Gazeteci Müftüoğlu davasında skandal: Savunmalar bitmeden tutukluluk kararı açıklandı

Gazeteci Müftüoğlu davasında skandal: Savunmalar bitmeden tutukluluk kararı açıklandı

DENİZ TEKİN

Gazetecilik yaptığı için 8 aydır tutuklu olan DFG Eş Başkanı Dicle Müftüoğlu’nun yargılandığı davanın ilk celsesinde mahkeme heyeti, Müftüoğlu’nun avukatları daha iddianameye karşı savunmalarını yaparken tutukluluk yönünde karar yazdırmaya çalıştı. Avukatlar bu duruma itiraz etse de duruşma sonunda mahkeme yine aynı kararı verdi.

Dicle Fırat Gazeteciler Derneği (DFG) Eş Başkanı Dicle Müftüoğlu “örgüt kurmak yönetmek”, “örgüt üyesi olmak” iddialarıyla 37,5 yıla kadar hapis istemiyle yargılandığı davanın ilk duruşması, bugün (7 Kasım 2023) Diyarbakır 5. Ağır Ceza Mahkemesi’nde görüldü. Müftüoğlu duruşmaya tutuklu olduğu Sincan Kadın Kapalı Ceza İnfaz Kurumu’ndan SEGBİS ile katıldı. Müftüoğlu’nun avukatları Resul Temur ve MLSA Eş Direktörü Veysel Ok, MLSA Hukuk Birimi Koordinatörü Av. Emine Özhasar duruşma salonunda hazır bulundu.

Yargılandığı davanın dünkü celsesinde serbest bırakılan gazeteci Abdurrahman Gök,  Mezopotamya Kadın Gazeteciler Derneği (MKG) Başkanı Rosa Metina,  DFG Eş Başkanı Serdar Altan ve dernek yöneticileri, TGS Genel Sekreteri Banu Tuna,  IPI Türkiye Temsilcisi Zeyneb Gültekin, Güneydoğu Gazeteciler Cemiyeti (GGC) Başkanı Felat Bozarslan, CPJ Türkiye Temsilcisi Özgür Öğret, HEDEP Milletvekili Adalet Kaya yanı sıra çok sayıda gazeteci destek için duruşmayı izledi.

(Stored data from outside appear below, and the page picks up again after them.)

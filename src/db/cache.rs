// db/cache.rs
use redis::{aio::ConnectionManager, AsyncCommands};
use serde::{de::DeserializeOwned, Serialize};
use std::sync::Arc;
use uuid::Uuid;

/// Cache TTL constants (in seconds)
pub const MILESTONE_CACHE_TTL: usize = 900; // 15 minutes
pub const ESCROW_CACHE_TTL: usize = 300; // 5 minutes

pub struct CacheHelper;

impl CacheHelper {
    pub fn milestone_key(milestone_id: Uuid) -> String {
        format!("milestone:{}", milestone_id)
    }

    pub fn escrow_key(escrow_id: Uuid) -> String {
        format!("escrow:{}", escrow_id)
    }

    pub fn escrow_by_milestone_key(milestone_id: Uuid) -> String {
        format!("escrow:milestone:{}", milestone_id)
    }

    /// Generic get from cache
    pub async fn get<T: DeserializeOwned>(
        redis: &Arc<ConnectionManager>,
        key: &str,
    ) -> Result<Option<T>, redis::RedisError> {
        let mut conn = ConnectionManager::clone(redis);
        let cached: Option<String> = conn.get(key).await?;

        match cached {
            Some(data) => match serde_json::from_str::<T>(&data) {
                Ok(value) => {
                    tracing::debug!("Cache HIT: {}", key);
                    Ok(Some(value))
                }
                Err(_) => {
                    tracing::warn!("Cache deserialization failed for: {}", key);
                    Ok(None)
                }
            },
            None => {
                tracing::debug!("Cache MISS: {}", key);
                Ok(None)
            }
        }
    }

    /// Generic set to cache with TTL
    pub async fn set<T: Serialize>(
        redis: &Arc<ConnectionManager>,
        key: &str,
        value: &T,
        ttl_seconds: usize,
    ) -> Result<(), redis::RedisError> {
        if let Ok(json) = serde_json::to_string(value) {
            let mut conn = ConnectionManager::clone(redis);
            let _: () = conn.set_ex(key, json, ttl_seconds).await?;
            tracing::debug!("Cache SET: {} (TTL: {}s)", key, ttl_seconds);
        }
        Ok(())
    }

    /// Drop every cached view of a (Milestone, Escrow) pair. Called after
    /// each committed write so readers never see a pre-transition status.
    pub async fn invalidate_pair(
        redis: &Arc<ConnectionManager>,
        milestone_id: Uuid,
        escrow_id: Option<Uuid>,
    ) -> Result<(), redis::RedisError> {
        let mut keys = vec![
            Self::milestone_key(milestone_id),
            Self::escrow_by_milestone_key(milestone_id),
        ];
        if let Some(escrow_id) = escrow_id {
            keys.push(Self::escrow_key(escrow_id));
        }

        let mut conn = ConnectionManager::clone(redis);
        let _: () = conn.del(&keys).await?;
        tracing::debug!("Cache DELETE: {:?}", keys);
        Ok(())
    }
}

#[cfg(test)]
mod tests {
    use super::*;

    #[test]
    fn keys_are_namespaced() {
        let id = Uuid::nil();
        assert_eq!(CacheHelper::milestone_key(id), format!("milestone:{}", id));
        assert_ne!(CacheHelper::escrow_key(id), CacheHelper::escrow_by_milestone_key(id));
    }
}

Duruşma salonunun önünde ve içerisinde çok sayıda çevik kuvvet ve sivil polis bekledi.

‘Kürt gazetecilere yönelik baskılar değişmedi’

Duruşma iki saatlik gecikmeyle başladı. Mahkeme Başkanı, iddianamedeki suçlamaları okumadan Müftüoğlu’nun savunma yapmasını istedi. Müftüoğlu sözlerine, dayanışma için duruşmaya gelen gazeteci meslek örgütleri ve gazetecilerine teşekkür ederek başladı. Müftüoğlu, Diyarbakır’da gözaltına alınarak getirildiği Ankara’da 3 Mayıs Basın Özgürlüğü Gününde tutuklandığını hatırlattı. Bu davada, yaptığı gazetecilik ile basın ve ifade özgürlüğünün yargılandığını aktardı.

Gerçeklerin kamuoyuna ulaşmasından rahatsız olan iktidarların basın özgürlüğüne tahammül etmediğini ifade eden Müftüoğlu, konu Kürt sorunu olduğunu bu baskı ve tahammülsüzlüklerin daha arttığını söyledi. Bu baskılar nedeniyle birçok gazetecinin otosansür uyguladığını kaydetti.  Müftüoğlu, “Yüzyılda çok şey değişti ama Kürt gazetecilere baskılar değişmedi. Musa Anter’den Hrant Dink’e kadar birçok gazeteci gerçekleri söylediği için katledildi. Onları da anıyorum” dedi.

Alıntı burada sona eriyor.